Но хотя Спиноза, таким образом, примыкает к теории «двух истин», сформулированной впервые за несколько веков до него, он развивает ее в духе последовательно рационалистической методологии, пронизывающей все его философское учение. Важнейший результат этой последовательности — лишение Библии какой бы то ни было ценности в деле познания подлинной истины, относящейся к объективному миру. Никто до Спинозы не заходил столь далеко по этому пути и не утверждал столь категорически, что один только разум полностью и без остатка «подчинил себе царство истины» (8, 2, 201). Философ в сущности провозгласил в этой связи, что истина едина и ее источник — человеческий разум, а отнюдь не Писание.
Отсюда лишение ветхозаветных пророков качеств философов и мудрецов, которые многократно приписывались им в истории философии, например, тем же Маймонидом. Автор «Богословско-политического трактата» признает моральную ценность их деятельности, не отказывает им в «духе, склонном к справедливости и добру» (там же, 36). Вместе с тем он доказывает, что пророки были далеки от философского мышления, им были совершенно чужды интеллектуально-математические критерии истинности. Поэтому и достоверность сообщаемых ими сведений носит не научно-философский, а только чувственный характер. Отсюда темнота и суеверия пророков, очень многого не знавших, постоянно противоречивших друг другу, придумывавших всякого рода чудеса именно вследствие того, что им не были и не могли быть известны подлинные, естественные причины всего совершающегося.
Таким образом, Спиноза решительно отрицает существование в Библии неких глубочайших тайн, раскрывающих суть самой природы. Раскрытие этих тайн, подчеркивает он, доступно только естественному свету человеческого ума, просвещенного правильной философской методологией. Здесь Спиноза в сущности уже далеко выходит за пределы концепции «двух истин». Более того, придерживаясь своей рационалистической методологии, философ распространяет ее принципы на содержание самого Писания.
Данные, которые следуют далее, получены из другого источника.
use sqlx::PgExecutor;
use time::OffsetDateTime;
use uuid::Uuid;

use quill_config::VectorMetric;

use crate::{
	Result, metric,
	models::{EmbeddingRecord, Neighbor, NewEmbedding},
	vector,
};

#[derive(Debug, sqlx::FromRow)]
struct EmbeddingRow {
	embedding_id: Uuid,
	note_id: Uuid,
	source_text: String,
	vec_text: String,
	seq: i64,
	created_at: OffsetDateTime,
	created_by: String,
	deleted_at: Option<OffsetDateTime>,
	deleted_by: Option<String>,
	is_deleted: bool,
}
impl TryFrom<EmbeddingRow> for EmbeddingRecord {
	type Error = crate::Error;

	fn try_from(row: EmbeddingRow) -> Result<Self> {
		Ok(Self {
			embedding_id: row.embedding_id,
			note_id: row.note_id,
			source_text: row.source_text,
			vector: vector::parse_vector_text(&row.vec_text)?,
			seq: row.seq,
			created_at: row.created_at,
			created_by: row.created_by,
			deleted_at: row.deleted_at,
			deleted_by: row.deleted_by,
			is_deleted: row.is_deleted,
		})
	}
}

pub async fn insert_embedding<'e, E>(executor: E, record: &NewEmbedding) -> Result<i64>
where
	E: PgExecutor<'e>,
{
	let vec_text = vector::format_vector_text(&record.vector);
	let seq: i64 = sqlx::query_scalar(
		"\
INSERT INTO note_embeddings (
	embedding_id,
	note_id,
	source_text,
	embedding_dim,
	vec,
	created_at,
	created_by
)
VALUES ($1,$2,$3,$4,$5::text::vector,$6,$7)
RETURNING seq",
	)
	.bind(record.embedding_id)
	.bind(record.note_id)
	.bind(record.source_text.as_str())
	.bind(record.vector.len() as i32)
	.bind(vec_text)
	.bind(record.created_at)
	.bind(record.created_by.as_str())
	.fetch_one(executor)
	.await?;

	Ok(seq)
}

pub async fn invalidate_note_embeddings<'e, E>(
	executor: E,
	note_id: Uuid,
	actor: &str,
	at: OffsetDateTime,
) -> Result<u64>
where
	E: PgExecutor<'e>,
{
	let result = sqlx::query(
		"\
UPDATE note_embeddings
SET is_deleted = true, deleted_at = $1, deleted_by = $2
WHERE note_id = $3 AND is_deleted = false",
	)
	.bind(at)
	.bind(actor)
	.bind(note_id)
	.execute(executor)
	.await?;

	Ok(result.rows_affected())
}

/// Closest live record per note, nearest first, earlier `seq` winning ties.
pub async fn find_nearest<'e, E>(
	executor: E,
	metric: VectorMetric,
	query: &[f32],
	k: u32,
) -> Result<Vec<Neighbor>>
where
	E: PgExecutor<'e>,
{
	let op = metric::pg_operator(metric);
	let sql = format!(
		"\
SELECT note_id, distance
FROM (
	SELECT DISTINCT ON (e.note_id)
		e.note_id,
		(e.vec {op} $1::text::vector)::real AS distance,
		e.seq
	FROM note_embeddings e
	JOIN notes n ON n.note_id = e.note_id
	WHERE e.is_deleted = false AND n.is_deleted = false
	ORDER BY e.note_id, distance ASC, e.seq ASC
) best
ORDER BY distance ASC, seq ASC
LIMIT $2"
	);
	let rows: Vec<(Uuid, f32)> = sqlx::query_as(&sql)
		.bind(vector::format_vector_text(query))
		.bind(i64::from(k))
		.fetch_all(executor)
		.await?;

	Ok(rows.into_iter().map(|(note_id, distance)| Neighbor { note_id, distance }).collect())
}

pub async fn fetch_live_embeddings<'e, E>(executor: E, note_id: Uuid) -> Result<Vec<EmbeddingRecord>>
where
	E: PgExecutor<'e>,
{
	let rows = sqlx::query_as::<_, EmbeddingRow>(
		"\
SELECT
\tembedding_id,
\tnote_id,
\tsource_text,
\tvec::text AS vec_text,
\tseq,
\tcreated_at,
\tcreated_by,
\tdeleted_at,
\tdeleted_by,
\tis_deleted
FROM note_embeddings
WHERE note_id = $1 AND is_deleted = false
ORDER BY seq ASC",
	)
	.bind(note_id)
	.fetch_all(executor)
	.await?;

	rows.into_iter().map(EmbeddingRecord::try_from).collect()
}

pub async fn invalidate_notebook_embeddings<'e, E>(
	executor: E,
	notebook_id: Uuid,
	actor: &str,
	at: OffsetDateTime,
) -> Result<u64>
where
	E: PgExecutor<'e>,
{
	let result = sqlx::query(
		"\
UPDATE note_embeddings e
SET is_deleted = true, deleted_at = $1, deleted_by = $2
FROM notes n
WHERE n.note_id = e.note_id AND n.notebook_id = $3 AND e.is_deleted = false",
	)
	.bind(at)
	.bind(actor)
	.bind(notebook_id)
	.execute(executor)
	.await?;

	Ok(result.rows_affected())
}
Трудно переоценить научную смелость автора «Богословско-политического трактата», отвергнувшего авторитет тысячелетней традиции, лишившего Священное писание того сверхъестественного ореола, каким она его снабдила. Опираясь на свою рационалистическую методологию, Спиноза подходит к истолкованию этого сокровенного для христиан и для иудеев документа как вполне поддающегося историческому объяснению. В отличие от Маймонида и других средневековых теологических рационалистов, подвергавших Писание аллегорическому истолкованию, отправлявшемуся чаще всего от платоновско-аристотелевских принципов, а также от современных ему рационалистов, нередко исходивших при таком истолковании из некоторых картезианских идей, автор «Богословско-политического трактата» многократно подчеркивает, что «все познание Писания должно заимствовать из него одного». Поэтому и «общее правило толкования Писания таково: не приписывать Писанию в качестве его учения ничего, чего мы не усмотрели бы самым ясным образом из его истории» (8, 2, 107).